TSA’s New Pat-Down Procedure Would Be Considered ‘Rape’ In Court

Fact checked
TSA's new pat down technique amounts to rape

The TSA has quietly launched its new ‘enhanced’ pat-down procedure. According to victims who have undergone the procedure, the ordeal would legally amount to ‘rape’ in a court of law. 

One such victim, reporter John McCormack, says that he was groped and fondled eight times on his genitals by an agent who openly described to him each stage of the sexual assault/pat-down before it happened.

In an article written by McCormack in the Weekly Standard, he says:

For those curious about what the “enhanced” pat-down involves, I had a first-hand experience (no pun intended) Sunday evening September 10 in the Kansas City airport. (This is going exactly where you think it’s going, so feel free to stop reading right now.)

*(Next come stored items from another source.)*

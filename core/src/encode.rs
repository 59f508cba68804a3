//! Outbound request encoding.
//!
//! # Design
//! Callers hand over a canonical (camelCase) payload. Each endpoint has a
//! literal rename table mapping the few canonical names it cares about to
//! the backend's spelling; there is no generic case conversion because the
//! backend follows no single convention. With a file attached the payload
//! becomes a multipart form, otherwise a JSON object.

use serde::Serialize;
use serde_json::{Map, Value};
use uuid::Uuid;

use crate::error::ApiError;
use crate::http::RequestBody;

/// Field naming and file slot for one endpoint.
#[derive(Debug, Clone, Copy, PartialEq, Eq)]
pub struct Endpoint {
    pub renames: &'static [(&'static str, &'static str)],
    pub attachment_field: Option<&'static str>,
}

impl Endpoint {
    /// The backend name for a canonical field.
    pub fn backend_name<'a>(&self, canonical: &'a str) -> &'a str {
        self.renames
            .iter()
            .find(|(from, _)| *from == canonical)
            .map_or(canonical, |(_, to)| *to)
    }
}

pub const ARTICLE: Endpoint = Endpoint {
    renames: &[
        ("title", "judul"),
        ("publishedAt", "tanggal"),
        ("content", "konten"),
        ("category", "kategori"),
    ],
    attachment_field: Some("cover_image"),
};

pub const PACKAGE: Endpoint = Endpoint {
    renames: &[
        ("price", "harga"),
        ("description", "deskripsi"),
        ("location", "lokasi"),
        ("duration", "durasi"),
        ("quota", "kuota"),
        ("includes", "fasilitas"),
        ("excludes", "tidak_termasuk"),
        ("isActive", "is_active"),
    ],
    attachment_field: Some("image"),
};

pub const BOOKING: Endpoint = Endpoint {
    renames: &[
        ("packageId", "package_id"),
        ("tripDate", "tanggal_keberangkatan"),
        ("participants", "jumlah_peserta"),
        ("customerName", "nama_pemesan"),
        ("phone", "no_hp"),
        ("notes", "catatan"),
    ],
    attachment_field: None,
};

pub const BOOKING_STATUS: Endpoint = Endpoint {
    renames: &[("paymentStatus", "payment_status")],
    attachment_field: None,
};

pub const PAYMENT_PROOF: Endpoint = Endpoint {
    renames: &[],
    attachment_field: Some("bukti_pembayaran"),
};

pub const REVIEW: Endpoint = Endpoint {
    renames: &[
        ("packageId", "package_id"),
        ("bookingId", "booking_id"),
        ("comment", "komentar"),
    ],
    attachment_field: Some("foto"),
};

pub const WISHLIST: Endpoint = Endpoint {
    renames: &[("packageId", "package_id")],
    attachment_field: None,
};

pub const USER: Endpoint = Endpoint {
    renames: &[("name", "full_name"), ("phone", "no_hp"), ("isActive", "is_active")],
    attachment_field: Some("avatar"),
};

pub const REGISTER: Endpoint = Endpoint {
    renames: &[
        ("name", "full_name"),
        ("phone", "no_hp"),
        ("passwordConfirmation", "password_confirm"),
    ],
    attachment_field: None,
};

pub const LOGIN: Endpoint = Endpoint {
    renames: &[],
    attachment_field: None,
};

/// A file to upload alongside the payload.
#[derive(Debug, Clone, PartialEq, Eq)]
pub struct Attachment {
    pub file_name: String,
    pub content_type: String,
    pub bytes: Vec<u8>,
}

impl Attachment {
    pub fn new(file_name: impl Into<String>, content_type: impl Into<String>, bytes: Vec<u8>) -> Self {
        Self {
            file_name: file_name.into(),
            content_type: content_type.into(),
            bytes,
        }
    }
}

/// Encodes `payload` for `endpoint`: multipart when an attachment is given,
/// JSON otherwise.
pub fn encode<T: Serialize>(
    endpoint: &Endpoint,
    payload: &T,
    attachment: Option<Attachment>,
) -> Result<RequestBody, ApiError> {
    let fields = rename_fields(endpoint, payload)?;
    match attachment {
        None => Ok(RequestBody::Json(serde_json::to_string(&Value::Object(fields))?)),
        Some(file) => {
            let slot = endpoint
                .attachment_field
                .ok_or_else(|| ApiError::unexpected("endpoint does not accept file uploads"))?;
            let mut form = MultipartForm::new();
            for (name, value) in &fields {
                if let Some(text) = part_text(value) {
                    form.text(name, text);
                }
            }
            form.file(slot, file);
            Ok(RequestBody::Multipart(form))
        }
    }
}

/// Serializes the canonical payload and applies the endpoint's renames.
pub fn rename_fields<T: Serialize>(endpoint: &Endpoint, payload: &T) -> Result<Map<String, Value>, ApiError> {
    match serde_json::to_value(payload)? {
        Value::Object(map) => Ok(map
            .into_iter()
            .map(|(key, value)| (endpoint.backend_name(&key).to_string(), whole_number(value)))
            .collect()),
        Value::Null => Ok(Map::new()),
        _ => Err(ApiError::unexpected("request payload must be an object")),
    }
}

/// Whole floats go out without a trailing `.0` (`1500000`, not `1500000.0`).
fn whole_number(value: Value) -> Value {
    match value.as_f64() {
        Some(float) if value.is_f64() && float.fract() == 0.0 && float.abs() < 9.0e15 => Value::from(float as i64),
        _ => value,
    }
}

/// Text for a multipart part. Null fields are not present and are skipped.
fn part_text(value: &Value) -> Option<String> {
    match value {
        Value::Null => None,
        Value::String(text) => Some(text.clone()),
        Value::Bool(flag) => Some(flag.to_string()),
        Value::Number(number) => Some(number.to_string()),
        nested => Some(nested.to_string()),
    }
}

#[derive(Debug, Clone, PartialEq, Eq)]
pub enum PartValue {
    Text(String),
    File(Attachment),
}

#[derive(Debug, Clone, PartialEq, Eq)]
pub struct Part {
    pub name: String,
    pub value: PartValue,
}

/// A `multipart/form-data` body with its own boundary.
#[derive(Debug, Clone, PartialEq, Eq)]
pub struct MultipartForm {
    boundary: String,
    parts: Vec<Part>,
}

impl Default for MultipartForm {
    fn default() -> Self {
        Self::new()
    }
}

impl MultipartForm {
    pub fn new() -> Self {
        Self {
            boundary: format!("----TravelFormBoundary{}", Uuid::new_v4().simple()),
            parts: Vec::new(),
        }
    }

    pub fn text(&mut self, name: &str, value: impl Into<String>) {
        self.parts.push(Part {
            name: name.to_string(),
            value: PartValue::Text(value.into()),
        });
    }

    pub fn file(&mut self, name: &str, attachment: Attachment) {
        self.parts.push(Part {
            name: name.to_string(),
            value: PartValue::File(attachment),
        });
    }

    pub fn boundary(&self) -> &str {
        &self.boundary
    }

    pub fn parts(&self) -> &[Part] {
        &self.parts
    }

    /// Text value of the first part called `name`.
    pub fn text_value(&self, name: &str) -> Option<&str> {
        self.parts.iter().find_map(|part| match &part.value {
            PartValue::Text(text) if part.name == name => Some(text.as_str()),
            _ => None,
        })
    }

    pub fn attachment(&self, name: &str) -> Option<&Attachment> {
        self.parts.iter().find_map(|part| match &part.value {
            PartValue::File(file) if part.name == name => Some(file),
            _ => None,
        })
    }

    pub fn field_names(&self) -> Vec<&str> {
        self.parts.iter().map(|part| part.name.as_str()).collect()
    }

    /// The `Content-Type` header value carrying this form's boundary.
    pub fn content_type(&self) -> String {
        format!("multipart/form-data; boundary={}", self.boundary)
    }

    /// The encoded body (RFC 7578).
    pub fn to_bytes(&self) -> Vec<u8> {
        let mut body = Vec::new();
        for part in &self.parts {
            body.extend_from_slice(format!("--{}\r\n", self.boundary).as_bytes());
            match &part.value {
                PartValue::Text(text) => {
                    body.extend_from_slice(
                        format!("Content-Disposition: form-data; name=\"{}\"\r\n\r\n", escape(&part.name)).as_bytes(),
                    );
                    body.extend_from_slice(text.as_bytes());
                }
                PartValue::File(file) => {
                    body.extend_from_slice(
                        format!(
                            "Content-Disposition: form-data; name=\"{}\"; filename=\"{}\"\r\nContent-Type: {}\r\n\r\n",
                            escape(&part.name),
                            escape(&file.file_name),
                            file.content_type
                        )
                        .as_bytes(),
                    );
                    body.extend_from_slice(&file.bytes);
                }
            }
            body.extend_from_slice(b"\r\n");
        }
        body.extend_from_slice(format!("--{}--\r\n", self.boundary).as_bytes());
        body
    }
}

fn escape(value: &str) -> String {
    value.replace('\\', "\\\\").replace('"', "\\\"").replace(['\r', '\n'], " ")
}

#[cfg(test)]
mod tests {
    use pretty_assertions::assert_eq;
    use serde_json::json;

    use super::*;
    use crate::entities::{ArticleInput, BookingInput, PackageInput};

    fn json_body(body: &RequestBody) -> Value {
        serde_json::from_str(body.as_json().unwrap()).unwrap()
    }

    #[test]
    fn booking_package_id_is_renamed() {
        let input = BookingInput {
            package_id: Some("abc123".into()),
            ..Default::default()
        };
        let body = encode(&BOOKING, &input, None).unwrap();
        assert_eq!(json_body(&body), json!({"package_id": "abc123"}));
    }

    #[test]
    fn unmapped_fields_pass_through() {
        let input = ArticleInput {
            title: Some("Pantai".into()),
            excerpt: Some("Ringkas".into()),
            published_at: Some("2025-12-20".into()),
            tags: Some(vec!["laut".into()]),
            ..Default::default()
        };
        let body = encode(&ARTICLE, &input, None).unwrap();
        assert_eq!(
            json_body(&body),
            json!({"judul": "Pantai", "excerpt": "Ringkas", "tanggal": "2025-12-20", "tags": ["laut"]})
        );
    }

    #[test]
    fn package_with_image_is_multipart() {
        let input = PackageInput {
            name: Some("Bromo".into()),
            price: Some(1_500_000.0),
            includes: Some(vec!["Jeep".into(), "Makan".into()]),
            is_active: Some(true),
            ..Default::default()
        };
        let image = Attachment::new("bromo.jpg", "image/jpeg", vec![0xFF, 0xD8]);
        let body = encode(&PACKAGE, &input, Some(image.clone())).unwrap();

        let form = body.as_multipart().unwrap();
        assert_eq!(form.text_value("name"), Some("Bromo"));
        assert_eq!(form.text_value("harga"), Some("1500000"));
        assert_eq!(form.text_value("fasilitas"), Some(r#"["Jeep","Makan"]"#));
        assert_eq!(form.text_value("is_active"), Some("true"));
        assert_eq!(form.attachment("image"), Some(&image));
        assert!(form.text_value("price").is_none());
    }

    #[test]
    fn whole_prices_have_no_fraction() {
        let input = PackageInput {
            price: Some(2_750_000.0),
            ..Default::default()
        };
        let body = encode(&PACKAGE, &input, None).unwrap();
        assert_eq!(body.as_json().unwrap(), r#"{"harga":2750000}"#);

        let input = PackageInput {
            price: Some(99.5),
            ..Default::default()
        };
        assert_eq!(json_body(&encode(&PACKAGE, &input, None).unwrap()), json!({"harga": 99.5}));
    }

    #[test]
    fn attachment_on_json_only_endpoint_is_rejected() {
        let file = Attachment::new("x.txt", "text/plain", b"x".to_vec());
        let err = encode(&BOOKING, &BookingInput::default(), Some(file)).unwrap_err();
        assert!(matches!(err, ApiError::Unexpected { .. }));
    }

    #[test]
    fn null_fields_are_not_sent_as_parts() {
        let payload = json!({"title": "A", "excerpt": null});
        let file = Attachment::new("c.png", "image/png", vec![1]);
        let body = encode(&ARTICLE, &payload, Some(file)).unwrap();
        assert_eq!(body.as_multipart().unwrap().field_names(), vec!["judul", "cover_image"]);
    }

    #[test]
    fn multipart_bytes_layout() {
        let mut form = MultipartForm::new();
        form.text("judul", "Halo");
        form.file("cover_image", Attachment::new("a.png", "image/png", b"PNG".to_vec()));
        let boundary = form.boundary().to_string();
        let expected = format!(
            "--{b}\r\nContent-Disposition: form-data; name=\"judul\"\r\n\r\nHalo\r\n\
             --{b}\r\nContent-Disposition: form-data; name=\"cover_image\"; filename=\"a.png\"\r\n\
             Content-Type: image/png\r\n\r\nPNG\r\n--{b}--\r\n",
            b = boundary
        );
        assert_eq!(String::from_utf8(form.to_bytes()).unwrap(), expected);
        assert_eq!(form.content_type(), format!("multipart/form-data; boundary={boundary}"));
    }

    #[test]
    fn boundaries_are_unique() {
        assert_ne!(MultipartForm::new().boundary(), MultipartForm::new().boundary());
    }
}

After going through a metal detector in the TSA-Pre security line, I was randomly selected to see if a machine would detect explosives on my hands. My palms were swabbed and the machine detected explosives, even though I had not recently handled a gun, flammable liquids, or any sort of explosives. Another airline passenger told me the same machine had detected explosives on the hands of another passenger who had gone through the line minutes before I did.

So what precisely does the “enhanced” pat-down seem to entail, you ask?

Well, since you asked, the agent runs his hand inside a passenger’s waistband and also runs his hand up the back of each leg until he “meets resistance” and then does the same from the front of each leg. And then the TSA agent swipes the front of his hands 3 or 4 times right over the zipper area of one’s Gap Outlet comfort-stretch khakis. That last part was the most unpleasant.

For what it’s worth, this isn’t the story of an agent who didn’t know how to do a pat-down. The agent described exactly what he was going to do before he did it and seemed to be simply carrying out the government’s policy. I’m sure he’d like a job that involves less groping.

I’m not a crazy ACLU-type. I’ve had no problem with body-scanners or previous TSA pat-downs. In 2009, a terrorist famously smuggled a bomb in his underwear aboard a U.S. flight. But an agent of the state should probably only touch a citizen’s genitals seven or eight times if the agent has reasonable suspicion, and not because a machine is malfunctioning or calibrated, intentionally or unintentionally, to detect explosives on everyone who is tested.